Plastic surgeons of 1920's wanted to rejuvenate the ageing face rather than change the skin of the body by tightening using facelifts. In 1926, Charles Willi wrote that frown lines and naso-labial lines can be easily filled using one's own fat. A procedure that does not have pain, danger or leave scars like surgery. It remains popular till this day.

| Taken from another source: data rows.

// =============================================================================
// Crosslight Backend - Locations API
// =============================================================================
// Agents report their position here. Reports are never rejected: fields
// that are missing or not numeric are stored as NaN.
// =============================================================================

use std::collections::HashMap;

use axum::{
    body::Bytes,
    extract::{Path, State},
    Json,
};
use chrono::{DateTime, Utc};
use crosslight_common::{LocationSample, UNNAMED_AGENT_ID};
use serde::Deserialize;
use serde_json::Value;

use crate::error::ApiError;
use crate::AppState;

// =============================================================================
// Request Types
// =============================================================================

/// Location report as sent by clients. Every field is optional and
/// loosely typed.
#[derive(Debug, Default, Deserialize)]
pub struct ReportLocationRequest {
    pub id: Option<Value>,
    /// Older clients identify themselves with `name`
    pub name: Option<Value>,
    pub latitude: Option<Value>,
    pub longitude: Option<Value>,
    pub speed: Option<Value>,
    pub timestamp: Option<Value>,
}

impl ReportLocationRequest {
    /// Parse a raw body; anything that is not a JSON object counts as empty
    pub fn from_body(body: &[u8]) -> Self {
        serde_json::from_slice(body).unwrap_or_else(|e| {
            if !body.is_empty() {
                tracing::debug!("Unparseable location report, treating as empty: {}", e);
            }
            Self::default()
        })
    }

    pub fn agent_id(&self) -> String {
        match self.id.as_ref().or(self.name.as_ref()) {
            Some(Value::String(s)) => s.clone(),
            Some(Value::Number(n)) => n.to_string(),
            _ => UNNAMED_AGENT_ID.to_string(),
        }
    }

    pub fn into_sample(self, now: DateTime<Utc>) -> LocationSample {
        LocationSample {
            id: self.agent_id(),
            latitude: coerce_number(self.latitude.as_ref()),
            longitude: coerce_number(self.longitude.as_ref()),
            speed: coerce_number(self.speed.as_ref()),
            last_updated: now,
            reported_at: parse_timestamp(self.timestamp.as_ref()),
        }
    }
}

/// Numbers pass through, numeric strings are parsed, everything else is NaN
fn coerce_number(value: Option<&Value>) -> f64 {
    match value {
        Some(Value::Number(n)) => n.as_f64().unwrap_or(f64::NAN),
        Some(Value::String(s)) => s.trim().parse().unwrap_or(f64::NAN),
        _ => f64::NAN,
    }
}

/// Epoch milliseconds (number or numeric string) or RFC 3339
fn parse_timestamp(value: Option<&Value>) -> Option<DateTime<Utc>> {
    match value? {
        Value::Number(n) => DateTime::from_timestamp_millis(n.as_f64()? as i64),
        Value::String(s) => match s.trim().parse::<i64>() {
            Ok(millis) => DateTime::from_timestamp_millis(millis),
            Err(_) => DateTime::parse_from_rfc3339(s.trim())
                .ok()
                .map(|dt| dt.with_timezone(&Utc)),
        },
        _ => None,
    }
}

// =============================================================================
// Handlers
// =============================================================================

/// Legacy liveness probe on the report path.
pub async fn location_probe() -> Json<Value> {
    Json(serde_json::json!({ "message": "server running" }))
}

/// Store the latest position of an agent.
pub async fn report_location(State(state): State<AppState>, body: Bytes) -> Json<Value> {
    let request = ReportLocationRequest::from_body(&body);
    let sample = request.into_sample(Utc::now());

    tracing::info!(
        id = %sample.id,
        latitude = sample.latitude,
        longitude = sample.longitude,
        speed = sample.speed,
        timestamp = ?sample.reported_at,
        "Location received"
    );

    state.locations.upsert(sample);
    Json(serde_json::json!({ "status": "ok" }))
}

/// Every agent's latest sample, keyed by id.
pub async fn list_locations(State(state): State<AppState>) -> Json<HashMap<String, LocationSample>> {
    Json(state.locations.list_all())
}

/// Forget an agent.
pub async fn delete_location(
    State(state): State<AppState>,
    Path(id): Path<String>,
) -> Result<Json<Value>, ApiError> {
    if !state.locations.delete(&id) {
        return Err(ApiError::NotFound(format!("no location for agent '{}'", id)));
    }
    Ok(Json(serde_json::json!({ "status": "deleted" })))
}

#[cfg(test)]
mod tests {
    use super::*;
    use serde_json::json;

    fn request(value: Value) -> ReportLocationRequest {
        serde_json::from_value(value).unwrap()
    }

    #[test]
    fn test_agent_id_defaults_and_aliases() {
        assert_eq!(request(json!({})).agent_id(), "unnamed");
        assert_eq!(request(json!({ "name": "Ana" })).agent_id(), "Ana");
        assert_eq!(request(json!({ "id": "a", "name": "b" })).agent_id(), "a");
        assert_eq!(request(json!({ "id": 42 })).agent_id(), "42");
        assert_eq!(request(json!({ "id": null })).agent_id(), "unnamed");
    }

    #[test]
    fn test_numbers_are_coerced() {
        let now = Utc::now();
        let sample = request(json!({
            "id": "a",
            "latitude": 40.5,
            "longitude": " -3.25 ",
            "speed": "fast",
        }))
        .into_sample(now);

        assert_eq!(sample.latitude, 40.5);
        assert_eq!(sample.longitude, -3.25);
        assert!(sample.speed.is_nan());
        assert_eq!(sample.last_updated, now);
    }

    #[test]
    fn test_timestamps() {
        let millis = 1_700_000_000_000_i64;
        let expected = DateTime::from_timestamp_millis(millis);

        assert_eq!(parse_timestamp(Some(&json!(millis))), expected);
        assert_eq!(parse_timestamp(Some(&json!(millis.to_string()))), expected);
        assert_eq!(parse_timestamp(Some(&json!("2023-11-14T22:13:20Z"))), expected);
        assert_eq!(parse_timestamp(Some(&json!("yesterday"))), None);
        assert_eq!(parse_timestamp(Some(&json!(true))), None);
        assert_eq!(parse_timestamp(None), None);
    }

    #[test]
    fn test_garbage_body_is_empty_report() {
        let sample = ReportLocationRequest::from_body(b"not json").into_sample(Utc::now());
        assert_eq!(sample.id, "unnamed");
        assert!(sample.latitude.is_nan());
        assert!(sample.reported_at.is_none());
    }
}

World War 1 leading to reconstructive surgery

Sir Harold Delf Gilles (1852 - 1960), a New Zealand born surgeon, described plastic surgery as to surpass normal, for example nose job to make the bridge higher. He also described reconstructive surgery as to return to normal such as trauma after a war - reconstruct a new nose. After World War 1, plastic surgery was for men damaged by war. Later on it became known, after the 1920's, as beauty surgery for women.

Breast Augmentation

H.O. Barnes medicalized the need for increasing breast sizes in his observation that decreased breast sizes caused psychological stress or unhappiness. Hence there begin a search for a cure for this - breast augmentation. Breast augmentation then became the "cult" of body beautiful from the 1950's, shifting the trend of breast reduction in the 1880's.

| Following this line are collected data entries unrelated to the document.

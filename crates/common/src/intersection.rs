//! # Intersection Registry
//!
//! Fixed points subject to crossing signals, kept in creation order. The
//! order matters: the signal engine picks the first nearby entry.

use std::sync::atomic::{AtomicU64, Ordering};

use chrono::{DateTime, Utc};
use parking_lot::RwLock;
use serde::{Deserialize, Serialize};
use tracing::debug;

use crate::error::{Error, Result};
use crate::geo::GeoPoint;

/// A controlled point. Never mutated after creation.
#[derive(Debug, Clone, PartialEq, Serialize, Deserialize)]
#[serde(rename_all = "camelCase")]
pub struct Intersection {
    pub id: u64,
    pub latitude: f64,
    pub longitude: f64,
    #[serde(with = "chrono::serde::ts_milliseconds")]
    pub created_at: DateTime<Utc>,
}

impl Intersection {
    pub fn position(&self) -> GeoPoint {
        GeoPoint::new(self.latitude, self.longitude)
    }
}

/// Insertion-ordered collection of intersections.
#[derive(Debug)]
pub struct IntersectionRegistry {
    entries: RwLock<Vec<Intersection>>,
    next_id: AtomicU64,
}

impl Default for IntersectionRegistry {
    fn default() -> Self {
        Self {
            entries: RwLock::new(Vec::new()),
            next_id: AtomicU64::new(1),
        }
    }
}

impl IntersectionRegistry {
    pub fn new() -> Self {
        Self::default()
    }

    /// Register a new intersection.
    ///
    /// Both coordinates must be present and finite. Ids come from a
    /// monotonic counter and are never reused, even after deletion.
    pub fn create(&self, latitude: Option<f64>, longitude: Option<f64>) -> Result<Intersection> {
        let (latitude, longitude) = match (latitude, longitude) {
            (Some(lat), Some(lon)) if lat.is_finite() && lon.is_finite() => (lat, lon),
            _ => {
                return Err(Error::InvalidArgument(
                    "latitude and longitude must both be numbers".to_string(),
                ))
            }
        };

        // Allocate under the write lock so id order matches insertion order
        let mut entries = self.entries.write();
        let intersection = Intersection {
            id: self.next_id.fetch_add(1, Ordering::Relaxed),
            latitude,
            longitude,
            created_at: Utc::now(),
        };
        entries.push(intersection.clone());
        debug!(id = intersection.id, count = entries.len(), "Intersection created");

        Ok(intersection)
    }

    /// Remove the entry with `id`; returns whether one was found
    pub fn delete(&self, id: u64) -> bool {
        let mut entries = self.entries.write();
        match entries.iter().position(|i| i.id == id) {
            Some(index) => {
                entries.remove(index);
                true
            }
            None => false,
        }
    }

    /// Every entry, in creation order
    pub fn list_all(&self) -> Vec<Intersection> {
        self.entries.read().clone()
    }

    pub fn len(&self) -> usize {
        self.entries.read().len()
    }

    pub fn is_empty(&self) -> bool {
        self.entries.read().is_empty()
    }
}
//! # Location Store
//!
//! Latest reported sample per agent. The store is a mapping, not a log:
//! each report replaces the previous record for that agent wholesale.

use std::collections::HashMap;

use chrono::{DateTime, Duration, Utc};
use parking_lot::RwLock;
use serde::{Deserialize, Serialize};
use tracing::debug;

use crate::geo::GeoPoint;

/// Id assigned to reports that do not name their agent
pub const UNNAMED_AGENT_ID: &str = "unnamed";

/// Latest known position of one agent.
///
/// Numeric fields are stored exactly as received; a malformed field is
/// NaN and serializes as `null`.
#[derive(Debug, Clone, PartialEq, Serialize, Deserialize)]
#[serde(rename_all = "camelCase")]
pub struct LocationSample {
    pub id: String,
    pub latitude: f64,
    pub longitude: f64,
    /// Meters per second
    pub speed: f64,
    /// Ingestion time, drives staleness eviction
    pub last_updated: DateTime<Utc>,
    /// Event time as reported by the client, when it could be parsed
    pub reported_at: Option<DateTime<Utc>>,
}

impl LocationSample {
    /// Sample ingested now with no client timestamp
    pub fn new(id: impl Into<String>, latitude: f64, longitude: f64, speed: f64) -> Self {
        Self {
            id: id.into(),
            latitude,
            longitude,
            speed,
            last_updated: Utc::now(),
            reported_at: None,
        }
    }

    pub fn with_last_updated(mut self, last_updated: DateTime<Utc>) -> Self {
        self.last_updated = last_updated;
        self
    }

    pub fn with_reported_at(mut self, reported_at: Option<DateTime<Utc>>) -> Self {
        self.reported_at = reported_at;
        self
    }

    pub fn position(&self) -> GeoPoint {
        GeoPoint::new(self.latitude, self.longitude)
    }

    /// Whether this sample is strictly older than `max_age` at `now`
    pub fn is_stale(&self, now: DateTime<Utc>, max_age: Duration) -> bool {
        now - self.last_updated > max_age
    }
}

/// In-memory agent id → latest sample mapping.
///
/// Every operation takes the lock once, so request handlers and the
/// staleness sweep never observe a half-applied mutation.
#[derive(Debug, Default)]
pub struct LocationStore {
    samples: RwLock<HashMap<String, LocationSample>>,
}

impl LocationStore {
    pub fn new() -> Self {
        Self::default()
    }

    /// Insert or wholesale-replace the record for `sample.id`
    pub fn upsert(&self, sample: LocationSample) {
        let mut samples = self.samples.write();
        let replaced = samples.insert(sample.id.clone(), sample).is_some();
        debug!(count = samples.len(), replaced, "Location upserted");
    }

    /// Remove the record for `id`; returns whether it existed
    pub fn delete(&self, id: &str) -> bool {
        self.samples.write().remove(id).is_some()
    }

    pub fn get(&self, id: &str) -> Option<LocationSample> {
        self.samples.read().get(id).cloned()
    }

    /// Point-in-time copy of every record
    pub fn list_all(&self) -> HashMap<String, LocationSample> {
        self.samples.read().clone()
    }

    pub fn len(&self) -> usize {
        self.samples.read().len()
    }

    pub fn is_empty(&self) -> bool {
        self.samples.read().is_empty()
    }

    /// Remove every record last updated more than `max_age` before `now`.
    ///
    /// Returns the evicted ids. A record exactly `max_age` old survives.
    pub fn evict_stale(&self, now: DateTime<Utc>, max_age: Duration) -> Vec<String> {
        let mut samples = self.samples.write();
        let stale: Vec<String> = samples
            .values()
            .filter(|s| s.is_stale(now, max_age))
            .map(|s| s.id.clone())
            .collect();

        for id in &stale {
            samples.remove(id);
        }
        stale
    }
}

#[cfg(test)]
mod tests {
    use super::*;

    fn sample_at(id: &str, last_updated: DateTime<Utc>) -> LocationSample {
        LocationSample::new(id, 0.0, 0.0, 1.0).with_last_updated(last_updated)
    }

    #[test]
    fn test_upsert_replaces_wholesale() {
        let store = LocationStore::new();
        store.upsert(LocationSample::new("alice", 1.0, 2.0, 3.0).with_reported_at(Some(Utc::now())));
        store.upsert(LocationSample::new("alice", 4.0, 5.0, 6.0));

        assert_eq!(store.len(), 1);
        let alice = store.get("alice").unwrap();
        assert_eq!((alice.latitude, alice.longitude, alice.speed), (4.0, 5.0, 6.0));
        assert!(alice.reported_at.is_none());
    }

    #[test]
    fn test_delete() {
        let store = LocationStore::new();
        store.upsert(LocationSample::new("x", 0.0, 0.0, 0.0));

        assert!(store.delete("x"));
        assert!(!store.delete("x"));
        assert!(store.get("x").is_none());
        assert!(store.is_empty());
    }

    #[test]
    fn test_malformed_values_are_stored() {
        let store = LocationStore::new();
        store.upsert(LocationSample::new(UNNAMED_AGENT_ID, f64::NAN, 0.0, f64::NAN));

        let sample = store.get(UNNAMED_AGENT_ID).unwrap();
        assert!(sample.latitude.is_nan());
        assert!(sample.speed.is_nan());
    }

    #[test]
    fn test_evict_stale_boundary() {
        let store = LocationStore::new();
        let now = Utc::now();
        let max_age = Duration::milliseconds(60_000);

        store.upsert(sample_at("fresh", now - Duration::milliseconds(59_999)));
        store.upsert(sample_at("edge", now - Duration::milliseconds(60_000)));
        store.upsert(sample_at("stale", now - Duration::milliseconds(60_001)));

        let evicted = store.evict_stale(now, max_age);

        assert_eq!(evicted, vec!["stale".to_string()]);
        let remaining = store.list_all();
        assert!(remaining.contains_key("fresh"));
        assert!(remaining.contains_key("edge"));
        assert!(!remaining.contains_key("stale"));
    }

    #[test]
    fn test_list_all_is_a_snapshot() {
        let store = LocationStore::new();
        store.upsert(LocationSample::new("a", 0.0, 0.0, 0.0));

        let first = store.list_all();
        let second = store.list_all();
        assert_eq!(first, second);

        store.upsert(LocationSample::new("b", 0.0, 0.0, 0.0));
        assert_eq!(first.len(), 1);
        assert_eq!(store.len(), 2);
    }
}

Initially in the 1950's, silicone was injected under the fat. Some problems arose from this method. This included migration, infection, bruising, visible lines and unusual hardening of the injected area.

In 1963, a silastic gel prosthesis invented by two surgeons from Houston, Thomas Cronin and Frank Gerow consisted of a saline filled sack. This concept came about when Gerow saw a plastic bag filled with blood used for transfusion in a form of a breast shape. The prosthesis was implanted successfully in 1962 and later models using the same concept were filled with silicone. Later on, saline filled implants reduced in popularity due to less natural feel and did not give the illusion of the breasts form and texture that the women and surgeons wanted. Today, silicone implants have overtaken saline implants in popularity because they are safe and give a much more natural feel. With cohesive/gummy bear gel filling, silicone gel implants no longer have contents that leak into the surrounding body tissues.

Modern Liposuction

Until the 1970's, methods to remove fats from various parts of the body involved removing fatty tissue and skin, then stitching the two ends together. This would however result in bad scarring.

Throughout the 1970's, different procedures were developed to solve this problem. Modern liposuction involved blunt instruments to create tunnels and was (developed in 1977 by Yves - Gerard Illouz of France), and introduced to United States in 1981. This then became the most popular method as fat was removed with little scarring and no excess skin, leaving no trace of surgery.

Plastic Surgery Today

Plastic surgery has been increasing in practice since the close of the 19th Century. In reality, plastic surgery is a classic product of the modern world. The technology arose because of the anxiety about the visibility of the diseased damaged body that needed reconstruction. Surgery from wounds of war, lesions from diseases such as syphilis to small pox and malformation of birth found the background to the start of plastic surgery from the close of 19th Century. Antisepsis (1867) and Anaesthesia (1846) made surgery more acceptable and contributed to the rise in increased cases. Interestingly, throughout the history of plastic surgery the first patients were men.

Today even though there is public anxiety about transformation of the body using commonplace procedures, more people who have had procedures claim their right to take control and change their bodies, and publicly admit this.

With more procedures arising, more people are willing to undergo procedures. This is due to the need to look better, in association with health and fitness regimes, as there is always room for improvement to enhance our looks, be it a smaller nose, fewer wrinkles, or bigger breasts.

With botox, fillers or surgery, the history of plastic surgery reflects our ability to reimagine every aspect of our bodies in a different and improved form.